BOTH AMBIENT-TEMPERATURE AND THE DNAK CHAPERONE MACHINE MODULATE THE HEAT-SHOCK RESPONSE IN ESCHERICHIA-COLI BY REGULATING THE SWITCH BETWEEN SIGMA(70) AND SIGMA(32) FACTORS ASSEMBLED WITH RNA-POLYMERASE

Escherichia coli individual sigma factors direct RNA polymerase (RNAP) to specific promoters. Upon heat shock induction there is a transient increase in the rate of transcription of similar to 20 heat shock genes, whose promoters are recognized by the RNAP-sigma(32) rather than the RNAP-sigma(70) holoenzyme. At least three heat shock proteins, DnaK, DnaJ and GrpE, are involved in negative modulation of the sigma(32)-dependent heat shock response. Here we show, using purified enzymes, that upon heat treatment of RNAP holoenzyme the sigma(70) factor is preferentially inactivated, whereas the resulting heat-treated RNAP core is still able to initiate transcription once supplemented with sigma(32) (or fresh sigma(70)). Heat-aggregated sigma(70) becomes a target for the joint action of DnaK, DnaJ and GrpE proteins, which reactivate it in an ATP-dependent reaction.
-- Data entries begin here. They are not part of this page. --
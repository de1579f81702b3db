// Copyright (c) 2025 Geoffrey Huntley <ghuntley@ghuntley.com>. All rights reserved.
// SPDX-License-Identifier: Proprietary

//! Console notification transport.

use crate::{Notification, NotificationSink, NotifyError};

/// Writes notifications to the log stream.
///
/// Useful during development and as a last-resort transport on hosts with no
/// SMTP or webhook endpoint configured; the daemon's log sink is then the
/// notification channel.
#[derive(Debug, Default)]
pub struct ConsoleSink;

impl ConsoleSink {
	pub fn new() -> Self {
		Self
	}
}

#[async_trait::async_trait]
impl NotificationSink for ConsoleSink {
	fn name(&self) -> &str {
		"console"
	}

	async fn send(&self, notification: &Notification) -> Result<(), NotifyError> {
		tracing::info!(
			subject = %notification.subject,
			body = %notification.body,
			"operator notification"
		);
		Ok(())
	}
}
// Copyright (c) 2025 Geoffrey Huntley <ghuntley@ghuntley.com>. All rights reserved.
// SPDX-License-Identifier: Proprietary

//! Restart counter state and the guard decision functions.
//!
//! The watchdog keeps one small durable record per supervised application:
//! how many times in a row it has been restarted, and when the last attempt
//! happened. The functions here are pure; loading and saving the record is
//! the daemon's job.

use chrono::{DateTime, Duration, Utc};
use serde::{Deserialize, Serialize};

/// The persisted restart counter.
///
/// Invariants:
/// - `consecutive_count` is incremented exactly once per restart attempt
///   (see [`next_attempt`]), never on a blocked attempt.
/// - A record older than the policy's reset window is treated as count 0 at
///   evaluation time; the stored value is stale, not rewritten in place.
#[derive(Debug, Clone, PartialEq, Eq, Serialize, Deserialize)]
pub struct RestartState {
	pub consecutive_count: u32,
	pub last_attempt_at: DateTime<Utc>,
}

/// Bounds on consecutive restarts.
#[derive(Debug, Clone, Copy, PartialEq, Eq)]
pub struct RestartPolicy {
	/// Maximum consecutive restart attempts before the guard blocks.
	pub max_attempts: u32,
	/// How long after the last attempt the counter is considered stale.
	pub reset_window: Duration,
}

impl Default for RestartPolicy {
	fn default() -> Self {
		Self {
			max_attempts: 3,
			reset_window: Duration::minutes(60),
		}
	}
}

/// Outcome of a guard evaluation. Never persisted.
#[derive(Debug, Clone, PartialEq, Eq)]
pub enum GuardDecision {
	Allow,
	Block { reason: String },
}

impl GuardDecision {
	pub fn is_allowed(&self) -> bool {
		matches!(self, Self::Allow)
	}
}

/// The count that actually applies right now.
///
/// Absent state counts as zero. State whose last attempt is older than the
/// reset window also counts as zero: the run of crashes it recorded ended.
pub fn effective_count(state: Option<&RestartState>, policy: &RestartPolicy, now: DateTime<Utc>) -> u32 {
	match state {
		None => 0,
		Some(s) if now.signed_duration_since(s.last_attempt_at) > policy.reset_window => 0,
		Some(s) => s.consecutive_count,
	}
}

/// Decide whether another restart attempt is allowed.
///
/// Pure and side-effect free: evaluating any number of times without an
/// intervening [`next_attempt`] yields the same decision.
pub fn evaluate(state: Option<&RestartState>, policy: &RestartPolicy, now: DateTime<Utc>) -> GuardDecision {
	let count = effective_count(state, policy, now);
	if count >= policy.max_attempts {
		GuardDecision::Block {
			reason: format!(
				"restarted {} times in a row within the last {} minutes",
				count,
				policy.reset_window.num_minutes()
			),
		}
	} else {
		GuardDecision::Allow
	}
}

/// The record to persist after a restart has actually been attempted.
///
/// Bumps the effective count by exactly one and stamps the attempt time,
/// superseding any stale stored value.
pub fn next_attempt(state: Option<&RestartState>, policy: &RestartPolicy, now: DateTime<Utc>) -> RestartState {
	RestartState {
		consecutive_count: effective_count(state, policy, now) + 1,
		last_attempt_at: now,
	}
}
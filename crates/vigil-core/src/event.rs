// Copyright (c) 2025 Geoffrey Huntley <ghuntley@ghuntley.com>. All rights reserved.
// SPDX-License-Identifier: Proprietary

//! Crash event types.

use chrono::{DateTime, Utc};
use serde::{Deserialize, Serialize};
use std::fmt;
use std::str::FromStr;

/// Fault category recorded by the OS application event log.
///
/// Only these categories qualify as crash evidence; anything else in the log
/// is ignored. The numeric codes are the event ids the OS assigns to each
/// category.
#[derive(Debug, Clone, Copy, PartialEq, Eq, Hash, Serialize, Deserialize)]
#[serde(rename_all = "snake_case")]
pub enum FaultSignature {
	/// The application terminated unexpectedly (event id 1000).
	ProcessTerminated,
	/// A fault bucket was recorded for the application (event id 1001).
	FaultBucket,
	/// The application stopped responding (event id 1002).
	HangDetected,
	/// The service crashed and the service manager scheduled a restart
	/// (event id 7031).
	ServiceCrashRestart,
}

impl FaultSignature {
	/// Every qualifying fault category.
	pub const ALL: [FaultSignature; 4] = [
		FaultSignature::ProcessTerminated,
		FaultSignature::FaultBucket,
		FaultSignature::HangDetected,
		FaultSignature::ServiceCrashRestart,
	];

	/// The numeric event id for this category.
	pub fn code(&self) -> u32 {
		match self {
			Self::ProcessTerminated => 1000,
			Self::FaultBucket => 1001,
			Self::HangDetected => 1002,
			Self::ServiceCrashRestart => 7031,
		}
	}

	/// Map a numeric event id back to a fault category, if it qualifies.
	pub fn from_code(code: u32) -> Option<Self> {
		match code {
			1000 => Some(Self::ProcessTerminated),
			1001 => Some(Self::FaultBucket),
			1002 => Some(Self::HangDetected),
			7031 => Some(Self::ServiceCrashRestart),
			_ => None,
		}
	}
}

impl fmt::Display for FaultSignature {
	fn fmt(&self, f: &mut fmt::Formatter<'_>) -> fmt::Result {
		match self {
			Self::ProcessTerminated => write!(f, "process_terminated"),
			Self::FaultBucket => write!(f, "fault_bucket"),
			Self::HangDetected => write!(f, "hang_detected"),
			Self::ServiceCrashRestart => write!(f, "service_crash_restart"),
		}
	}
}

impl FromStr for FaultSignature {
	type Err = String;

	fn from_str(s: &str) -> Result<Self, Self::Err> {
		match s {
			"process_terminated" => Ok(Self::ProcessTerminated),
			"fault_bucket" => Ok(Self::FaultBucket),
			"hang_detected" => Ok(Self::HangDetected),
			"service_crash_restart" => Ok(Self::ServiceCrashRestart),
			_ => Err(format!("unknown fault signature: {}", s)),
		}
	}
}

/// A single qualifying entry from the OS application event log.
///
/// Crash events are reconstructed on every query and never persisted by the
/// watchdog; the log itself is the source of truth.
#[derive(Debug, Clone, PartialEq, Serialize, Deserialize)]
pub struct CrashEvent {
	/// When the OS logged the crash.
	pub timestamp: DateTime<Utc>,
	pub signature: FaultSignature,
	/// Free-text description from the log entry.
	pub message: String,
}

impl CrashEvent {
	/// Whether this entry refers to the supervised application.
	///
	/// Relevance is a substring match on the executable name, so
	/// `"myapp"` matches log messages mentioning `myapp` or `myapp.exe`.
	pub fn mentions(&self, app_name: &str) -> bool {
		self.message.contains(app_name)
	}

	/// One-line diagnostic rendering for logs and notification bodies.
	pub fn summary(&self) -> String {
		format!(
			"{} | {} | message: {}",
			self.timestamp.format("%Y-%m-%d %H:%M:%S UTC"),
			self.signature,
			self.message
		)
	}
}

/// The most recent event wins.
pub fn latest<I>(events: I) -> Option<CrashEvent>
where
	I: IntoIterator<Item = CrashEvent>,
{
	events.into_iter().max_by_key(|e| e.timestamp)
}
The RNAP-sigma(32) holoenzyme is relatively stable at temperatures at which the RNAP-sigma(70) holoenzyme is inactivated. Furthermore, we show that formation of the RNAP-sigma(32) holoenzyme is favored over that of RNAP-sigma(70) at elevated temperatures. We propose a model of negative autoregulation of the heat shock response in which cooperative action of DnaK, DnaJ and GrpE heat shock proteins switches transcription back to constitutively expressed genes through the simultaneous reactivation of heat-aggregated sigma(70), as well as sequestration of sigma(32) away from RNAP.